**ASSIGNMENT**. Once you have located the line containing "repository e1b9ff5e8da3dc38" in the material below, return it exactly along with each line after it through the line containing "use crate::error::PlanningError;".
○ ○ ○ ○ ○
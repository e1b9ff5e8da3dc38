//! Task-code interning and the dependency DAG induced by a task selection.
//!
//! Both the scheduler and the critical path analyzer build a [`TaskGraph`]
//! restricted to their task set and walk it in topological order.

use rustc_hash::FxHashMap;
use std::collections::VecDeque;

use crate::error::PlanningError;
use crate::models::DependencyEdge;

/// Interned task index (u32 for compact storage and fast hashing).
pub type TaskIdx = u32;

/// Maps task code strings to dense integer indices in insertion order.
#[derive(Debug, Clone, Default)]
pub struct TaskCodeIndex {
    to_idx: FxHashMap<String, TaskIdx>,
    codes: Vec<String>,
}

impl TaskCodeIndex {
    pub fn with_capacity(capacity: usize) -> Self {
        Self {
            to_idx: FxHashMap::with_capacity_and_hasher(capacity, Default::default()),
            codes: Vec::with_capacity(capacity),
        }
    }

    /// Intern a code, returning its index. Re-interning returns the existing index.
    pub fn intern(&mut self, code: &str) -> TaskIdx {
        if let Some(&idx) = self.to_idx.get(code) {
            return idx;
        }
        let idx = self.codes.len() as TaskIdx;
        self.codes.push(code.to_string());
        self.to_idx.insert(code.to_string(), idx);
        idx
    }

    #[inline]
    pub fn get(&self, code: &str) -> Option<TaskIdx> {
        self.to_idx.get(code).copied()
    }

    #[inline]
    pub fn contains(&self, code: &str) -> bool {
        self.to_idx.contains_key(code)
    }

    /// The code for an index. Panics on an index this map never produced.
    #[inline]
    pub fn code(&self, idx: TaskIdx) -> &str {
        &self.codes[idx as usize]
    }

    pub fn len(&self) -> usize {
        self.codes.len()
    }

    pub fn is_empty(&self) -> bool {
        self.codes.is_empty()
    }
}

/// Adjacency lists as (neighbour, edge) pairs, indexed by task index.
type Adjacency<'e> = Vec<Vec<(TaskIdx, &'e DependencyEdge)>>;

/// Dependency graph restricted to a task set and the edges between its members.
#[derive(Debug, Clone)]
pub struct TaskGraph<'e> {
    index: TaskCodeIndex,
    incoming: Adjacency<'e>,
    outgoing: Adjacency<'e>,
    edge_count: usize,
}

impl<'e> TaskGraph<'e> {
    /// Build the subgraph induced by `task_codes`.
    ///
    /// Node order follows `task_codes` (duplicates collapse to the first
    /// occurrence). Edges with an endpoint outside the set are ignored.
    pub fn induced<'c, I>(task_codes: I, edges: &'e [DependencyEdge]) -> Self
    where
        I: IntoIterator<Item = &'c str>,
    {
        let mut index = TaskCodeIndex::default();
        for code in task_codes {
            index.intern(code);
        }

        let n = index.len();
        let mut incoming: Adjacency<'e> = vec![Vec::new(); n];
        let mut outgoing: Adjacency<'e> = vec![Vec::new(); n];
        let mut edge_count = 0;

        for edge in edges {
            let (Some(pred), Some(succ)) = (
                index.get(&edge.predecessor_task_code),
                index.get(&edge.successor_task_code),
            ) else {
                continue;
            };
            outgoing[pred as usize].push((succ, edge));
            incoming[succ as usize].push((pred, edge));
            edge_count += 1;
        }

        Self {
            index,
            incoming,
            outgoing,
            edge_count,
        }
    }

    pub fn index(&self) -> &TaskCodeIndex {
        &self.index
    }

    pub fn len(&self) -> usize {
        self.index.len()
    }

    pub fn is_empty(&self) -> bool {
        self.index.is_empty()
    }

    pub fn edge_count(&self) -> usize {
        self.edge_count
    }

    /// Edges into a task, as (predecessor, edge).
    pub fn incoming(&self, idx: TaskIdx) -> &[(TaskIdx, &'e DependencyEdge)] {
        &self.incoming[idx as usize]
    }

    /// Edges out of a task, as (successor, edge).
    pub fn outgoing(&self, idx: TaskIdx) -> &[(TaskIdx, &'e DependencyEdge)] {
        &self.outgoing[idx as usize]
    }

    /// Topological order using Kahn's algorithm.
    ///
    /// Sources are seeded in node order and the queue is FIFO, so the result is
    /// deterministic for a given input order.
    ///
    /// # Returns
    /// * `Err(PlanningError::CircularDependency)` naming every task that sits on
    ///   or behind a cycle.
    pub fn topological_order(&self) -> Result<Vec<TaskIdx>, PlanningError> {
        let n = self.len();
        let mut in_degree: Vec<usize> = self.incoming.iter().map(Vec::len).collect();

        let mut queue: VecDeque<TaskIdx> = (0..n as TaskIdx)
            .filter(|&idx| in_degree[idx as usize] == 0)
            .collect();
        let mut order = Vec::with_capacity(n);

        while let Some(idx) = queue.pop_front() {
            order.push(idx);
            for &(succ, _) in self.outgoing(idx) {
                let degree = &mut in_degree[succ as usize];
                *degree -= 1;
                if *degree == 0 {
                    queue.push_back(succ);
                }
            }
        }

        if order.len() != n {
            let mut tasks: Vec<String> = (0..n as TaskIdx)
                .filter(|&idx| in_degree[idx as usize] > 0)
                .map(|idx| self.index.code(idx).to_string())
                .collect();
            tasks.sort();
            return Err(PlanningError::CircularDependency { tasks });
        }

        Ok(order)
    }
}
○ ○ ○ ○ ○
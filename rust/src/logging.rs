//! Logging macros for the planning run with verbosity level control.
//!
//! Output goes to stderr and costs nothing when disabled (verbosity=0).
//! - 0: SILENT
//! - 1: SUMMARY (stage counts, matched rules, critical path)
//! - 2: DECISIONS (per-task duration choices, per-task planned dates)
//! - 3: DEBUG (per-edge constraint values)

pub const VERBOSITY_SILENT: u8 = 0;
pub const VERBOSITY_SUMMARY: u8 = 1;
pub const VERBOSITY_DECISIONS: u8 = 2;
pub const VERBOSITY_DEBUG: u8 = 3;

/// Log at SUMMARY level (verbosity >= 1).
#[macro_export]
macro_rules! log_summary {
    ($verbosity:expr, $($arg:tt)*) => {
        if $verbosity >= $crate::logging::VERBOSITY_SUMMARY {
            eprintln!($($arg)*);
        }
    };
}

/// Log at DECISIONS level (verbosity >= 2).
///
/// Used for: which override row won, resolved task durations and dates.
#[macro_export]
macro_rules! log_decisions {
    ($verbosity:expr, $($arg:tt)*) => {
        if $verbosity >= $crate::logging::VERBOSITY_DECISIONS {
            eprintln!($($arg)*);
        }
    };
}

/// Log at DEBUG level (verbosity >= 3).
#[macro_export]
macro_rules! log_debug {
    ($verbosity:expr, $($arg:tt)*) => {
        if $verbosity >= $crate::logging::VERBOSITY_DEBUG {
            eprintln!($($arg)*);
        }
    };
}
○ ○ ○ ○ ○
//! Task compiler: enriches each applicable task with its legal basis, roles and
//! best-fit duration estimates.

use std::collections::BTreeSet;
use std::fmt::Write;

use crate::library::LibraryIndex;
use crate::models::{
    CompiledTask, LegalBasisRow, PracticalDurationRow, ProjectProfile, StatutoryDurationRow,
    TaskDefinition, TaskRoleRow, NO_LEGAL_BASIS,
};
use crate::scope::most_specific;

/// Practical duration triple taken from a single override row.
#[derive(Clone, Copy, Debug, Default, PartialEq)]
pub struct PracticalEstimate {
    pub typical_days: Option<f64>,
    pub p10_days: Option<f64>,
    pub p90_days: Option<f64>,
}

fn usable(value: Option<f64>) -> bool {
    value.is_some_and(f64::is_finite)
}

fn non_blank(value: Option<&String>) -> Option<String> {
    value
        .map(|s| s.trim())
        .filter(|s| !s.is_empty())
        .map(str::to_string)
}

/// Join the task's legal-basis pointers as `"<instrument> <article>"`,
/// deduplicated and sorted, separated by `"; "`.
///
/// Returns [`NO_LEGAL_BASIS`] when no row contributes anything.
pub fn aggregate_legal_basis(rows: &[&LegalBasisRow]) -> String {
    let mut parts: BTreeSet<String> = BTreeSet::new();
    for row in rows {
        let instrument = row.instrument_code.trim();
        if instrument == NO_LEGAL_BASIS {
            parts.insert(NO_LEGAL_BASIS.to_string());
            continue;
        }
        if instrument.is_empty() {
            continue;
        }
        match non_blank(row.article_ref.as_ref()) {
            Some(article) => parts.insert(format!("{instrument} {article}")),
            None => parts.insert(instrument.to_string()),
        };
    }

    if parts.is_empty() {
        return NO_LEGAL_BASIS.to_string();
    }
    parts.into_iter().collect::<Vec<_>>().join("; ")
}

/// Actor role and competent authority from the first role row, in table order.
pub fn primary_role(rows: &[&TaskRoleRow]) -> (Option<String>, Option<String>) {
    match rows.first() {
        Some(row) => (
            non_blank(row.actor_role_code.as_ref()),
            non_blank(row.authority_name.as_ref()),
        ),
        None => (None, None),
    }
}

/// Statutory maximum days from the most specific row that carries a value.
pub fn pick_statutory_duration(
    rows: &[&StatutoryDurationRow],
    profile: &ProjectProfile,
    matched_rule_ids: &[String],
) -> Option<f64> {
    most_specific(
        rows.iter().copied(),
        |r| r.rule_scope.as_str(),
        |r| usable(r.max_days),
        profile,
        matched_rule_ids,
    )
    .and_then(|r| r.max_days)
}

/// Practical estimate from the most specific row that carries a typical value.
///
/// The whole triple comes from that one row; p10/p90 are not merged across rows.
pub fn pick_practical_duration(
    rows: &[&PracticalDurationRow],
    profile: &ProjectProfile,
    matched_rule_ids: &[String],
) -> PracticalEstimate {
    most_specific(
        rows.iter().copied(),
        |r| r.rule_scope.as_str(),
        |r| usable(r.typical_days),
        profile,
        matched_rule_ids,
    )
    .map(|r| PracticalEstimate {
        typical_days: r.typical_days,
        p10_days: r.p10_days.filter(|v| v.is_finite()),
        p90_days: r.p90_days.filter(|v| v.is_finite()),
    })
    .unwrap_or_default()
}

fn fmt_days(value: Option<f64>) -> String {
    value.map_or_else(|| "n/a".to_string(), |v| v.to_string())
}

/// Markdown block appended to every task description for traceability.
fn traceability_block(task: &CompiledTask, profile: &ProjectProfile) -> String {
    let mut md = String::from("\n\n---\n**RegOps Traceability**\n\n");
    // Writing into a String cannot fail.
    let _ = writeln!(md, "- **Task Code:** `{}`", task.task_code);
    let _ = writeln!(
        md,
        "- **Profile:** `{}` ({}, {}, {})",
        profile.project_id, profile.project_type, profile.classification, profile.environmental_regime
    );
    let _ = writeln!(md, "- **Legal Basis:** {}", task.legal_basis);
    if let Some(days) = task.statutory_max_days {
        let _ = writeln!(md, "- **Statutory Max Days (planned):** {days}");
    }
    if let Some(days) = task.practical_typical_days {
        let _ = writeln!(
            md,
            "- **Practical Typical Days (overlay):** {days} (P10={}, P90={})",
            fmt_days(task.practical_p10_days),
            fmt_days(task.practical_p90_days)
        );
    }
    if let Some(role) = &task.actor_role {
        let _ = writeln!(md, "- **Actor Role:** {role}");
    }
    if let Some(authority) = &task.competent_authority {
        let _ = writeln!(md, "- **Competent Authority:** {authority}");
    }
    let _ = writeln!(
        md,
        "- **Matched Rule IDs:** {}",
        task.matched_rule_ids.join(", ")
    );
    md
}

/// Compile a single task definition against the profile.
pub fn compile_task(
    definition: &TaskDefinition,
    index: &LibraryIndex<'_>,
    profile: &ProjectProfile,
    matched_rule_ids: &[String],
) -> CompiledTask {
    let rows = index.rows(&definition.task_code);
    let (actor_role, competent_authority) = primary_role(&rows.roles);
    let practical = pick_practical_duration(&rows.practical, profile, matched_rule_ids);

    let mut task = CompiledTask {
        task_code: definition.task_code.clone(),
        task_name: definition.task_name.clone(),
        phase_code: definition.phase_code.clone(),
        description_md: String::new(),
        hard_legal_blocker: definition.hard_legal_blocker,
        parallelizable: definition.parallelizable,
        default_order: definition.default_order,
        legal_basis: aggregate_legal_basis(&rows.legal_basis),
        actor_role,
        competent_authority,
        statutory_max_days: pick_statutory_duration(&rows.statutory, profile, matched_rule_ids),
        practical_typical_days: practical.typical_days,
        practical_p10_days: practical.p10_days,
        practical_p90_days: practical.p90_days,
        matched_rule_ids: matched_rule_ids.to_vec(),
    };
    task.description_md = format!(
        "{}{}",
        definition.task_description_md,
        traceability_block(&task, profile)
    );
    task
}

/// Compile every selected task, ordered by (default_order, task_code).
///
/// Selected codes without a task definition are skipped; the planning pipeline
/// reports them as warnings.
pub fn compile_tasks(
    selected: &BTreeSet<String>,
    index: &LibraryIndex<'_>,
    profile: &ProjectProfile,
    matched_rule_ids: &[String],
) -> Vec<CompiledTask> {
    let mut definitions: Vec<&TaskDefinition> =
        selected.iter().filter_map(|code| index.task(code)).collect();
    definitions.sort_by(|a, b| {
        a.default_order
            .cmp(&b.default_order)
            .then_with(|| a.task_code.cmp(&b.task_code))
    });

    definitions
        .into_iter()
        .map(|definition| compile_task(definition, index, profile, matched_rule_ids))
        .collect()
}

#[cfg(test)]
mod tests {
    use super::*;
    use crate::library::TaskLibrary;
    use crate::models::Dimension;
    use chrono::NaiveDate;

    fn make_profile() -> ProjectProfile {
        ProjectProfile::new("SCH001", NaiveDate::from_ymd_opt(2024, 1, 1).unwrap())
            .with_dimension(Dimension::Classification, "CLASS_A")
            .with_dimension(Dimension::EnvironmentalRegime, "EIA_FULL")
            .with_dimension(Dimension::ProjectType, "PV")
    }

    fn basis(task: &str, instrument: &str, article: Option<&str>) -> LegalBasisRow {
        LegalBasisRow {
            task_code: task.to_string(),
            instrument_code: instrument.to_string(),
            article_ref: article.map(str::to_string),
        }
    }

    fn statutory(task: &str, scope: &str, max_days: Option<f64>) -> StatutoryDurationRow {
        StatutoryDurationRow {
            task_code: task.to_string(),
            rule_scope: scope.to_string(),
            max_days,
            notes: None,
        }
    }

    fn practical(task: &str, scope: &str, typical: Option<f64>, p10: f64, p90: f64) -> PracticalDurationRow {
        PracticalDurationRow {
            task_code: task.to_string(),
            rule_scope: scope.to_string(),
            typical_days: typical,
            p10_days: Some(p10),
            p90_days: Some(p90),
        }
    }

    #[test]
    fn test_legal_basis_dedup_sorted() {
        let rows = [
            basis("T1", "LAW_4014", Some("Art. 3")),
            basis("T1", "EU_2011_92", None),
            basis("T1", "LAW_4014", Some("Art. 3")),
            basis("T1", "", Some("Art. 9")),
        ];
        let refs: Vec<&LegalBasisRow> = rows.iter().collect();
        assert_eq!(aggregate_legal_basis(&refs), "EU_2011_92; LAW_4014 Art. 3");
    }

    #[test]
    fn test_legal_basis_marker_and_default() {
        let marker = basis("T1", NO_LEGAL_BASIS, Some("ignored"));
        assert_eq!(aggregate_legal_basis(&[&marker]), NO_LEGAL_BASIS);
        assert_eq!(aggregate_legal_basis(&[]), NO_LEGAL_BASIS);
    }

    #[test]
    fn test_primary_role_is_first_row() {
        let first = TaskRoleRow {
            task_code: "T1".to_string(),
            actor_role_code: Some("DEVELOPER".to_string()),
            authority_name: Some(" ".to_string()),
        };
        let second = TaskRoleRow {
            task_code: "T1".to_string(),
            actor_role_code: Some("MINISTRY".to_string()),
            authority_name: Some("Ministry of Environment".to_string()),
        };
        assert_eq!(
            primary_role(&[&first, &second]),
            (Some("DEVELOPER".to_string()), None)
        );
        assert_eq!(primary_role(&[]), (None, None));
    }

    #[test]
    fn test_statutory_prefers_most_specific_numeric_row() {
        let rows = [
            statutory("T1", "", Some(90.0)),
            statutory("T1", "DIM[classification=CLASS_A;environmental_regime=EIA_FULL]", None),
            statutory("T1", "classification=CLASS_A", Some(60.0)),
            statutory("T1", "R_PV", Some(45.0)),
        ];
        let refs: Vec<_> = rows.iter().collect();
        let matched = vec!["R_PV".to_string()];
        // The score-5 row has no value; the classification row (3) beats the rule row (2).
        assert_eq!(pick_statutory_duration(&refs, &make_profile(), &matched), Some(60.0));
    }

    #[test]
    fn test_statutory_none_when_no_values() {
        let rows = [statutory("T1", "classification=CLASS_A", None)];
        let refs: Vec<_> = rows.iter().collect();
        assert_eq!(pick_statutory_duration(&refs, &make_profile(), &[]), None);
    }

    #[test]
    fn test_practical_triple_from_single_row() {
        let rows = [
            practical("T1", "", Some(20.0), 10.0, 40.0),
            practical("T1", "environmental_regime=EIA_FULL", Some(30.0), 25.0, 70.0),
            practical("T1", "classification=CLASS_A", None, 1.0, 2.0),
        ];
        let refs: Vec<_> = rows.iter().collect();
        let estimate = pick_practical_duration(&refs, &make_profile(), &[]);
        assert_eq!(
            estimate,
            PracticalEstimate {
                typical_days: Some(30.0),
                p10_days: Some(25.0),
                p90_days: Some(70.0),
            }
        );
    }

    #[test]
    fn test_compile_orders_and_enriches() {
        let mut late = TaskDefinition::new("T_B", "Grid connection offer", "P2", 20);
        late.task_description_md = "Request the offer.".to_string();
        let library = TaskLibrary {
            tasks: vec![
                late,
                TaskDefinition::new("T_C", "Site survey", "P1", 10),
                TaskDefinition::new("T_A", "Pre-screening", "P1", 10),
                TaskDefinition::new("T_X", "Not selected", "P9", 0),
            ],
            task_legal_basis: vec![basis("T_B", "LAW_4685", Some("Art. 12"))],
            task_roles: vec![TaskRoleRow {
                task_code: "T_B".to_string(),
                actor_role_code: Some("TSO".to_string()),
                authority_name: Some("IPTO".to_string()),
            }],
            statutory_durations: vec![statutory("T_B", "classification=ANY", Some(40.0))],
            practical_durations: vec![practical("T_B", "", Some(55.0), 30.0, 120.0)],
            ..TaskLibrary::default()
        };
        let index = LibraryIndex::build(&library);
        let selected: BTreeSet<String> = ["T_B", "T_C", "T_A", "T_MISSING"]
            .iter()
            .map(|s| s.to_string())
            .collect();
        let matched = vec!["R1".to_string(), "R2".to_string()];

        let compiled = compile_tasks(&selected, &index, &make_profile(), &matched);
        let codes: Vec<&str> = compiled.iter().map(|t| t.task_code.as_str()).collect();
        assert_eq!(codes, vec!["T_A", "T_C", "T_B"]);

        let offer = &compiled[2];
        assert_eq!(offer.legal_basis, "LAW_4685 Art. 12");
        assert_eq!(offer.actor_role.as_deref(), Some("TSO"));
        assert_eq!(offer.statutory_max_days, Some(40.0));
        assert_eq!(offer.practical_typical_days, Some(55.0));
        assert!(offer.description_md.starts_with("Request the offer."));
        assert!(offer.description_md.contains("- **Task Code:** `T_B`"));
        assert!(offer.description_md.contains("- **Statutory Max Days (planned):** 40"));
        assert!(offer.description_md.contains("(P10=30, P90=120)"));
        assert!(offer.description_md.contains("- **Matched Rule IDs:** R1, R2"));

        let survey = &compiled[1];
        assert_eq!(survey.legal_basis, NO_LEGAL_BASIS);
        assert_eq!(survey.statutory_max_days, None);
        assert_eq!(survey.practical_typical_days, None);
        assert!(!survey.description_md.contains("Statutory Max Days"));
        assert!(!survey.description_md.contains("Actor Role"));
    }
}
○ ○ ○ ○ ○
**EXERCISE RESULT**.
repository e1b9ff5e8da3dc38
//! Task-code interning and the dependency DAG induced by a task selection.
//!
//! Both the scheduler and the critical path analyzer build a [`TaskGraph`]
//! restricted to their task set and walk it in topological order.

use rustc_hash::FxHashMap;
use std::collections::VecDeque;

use crate::error::PlanningError;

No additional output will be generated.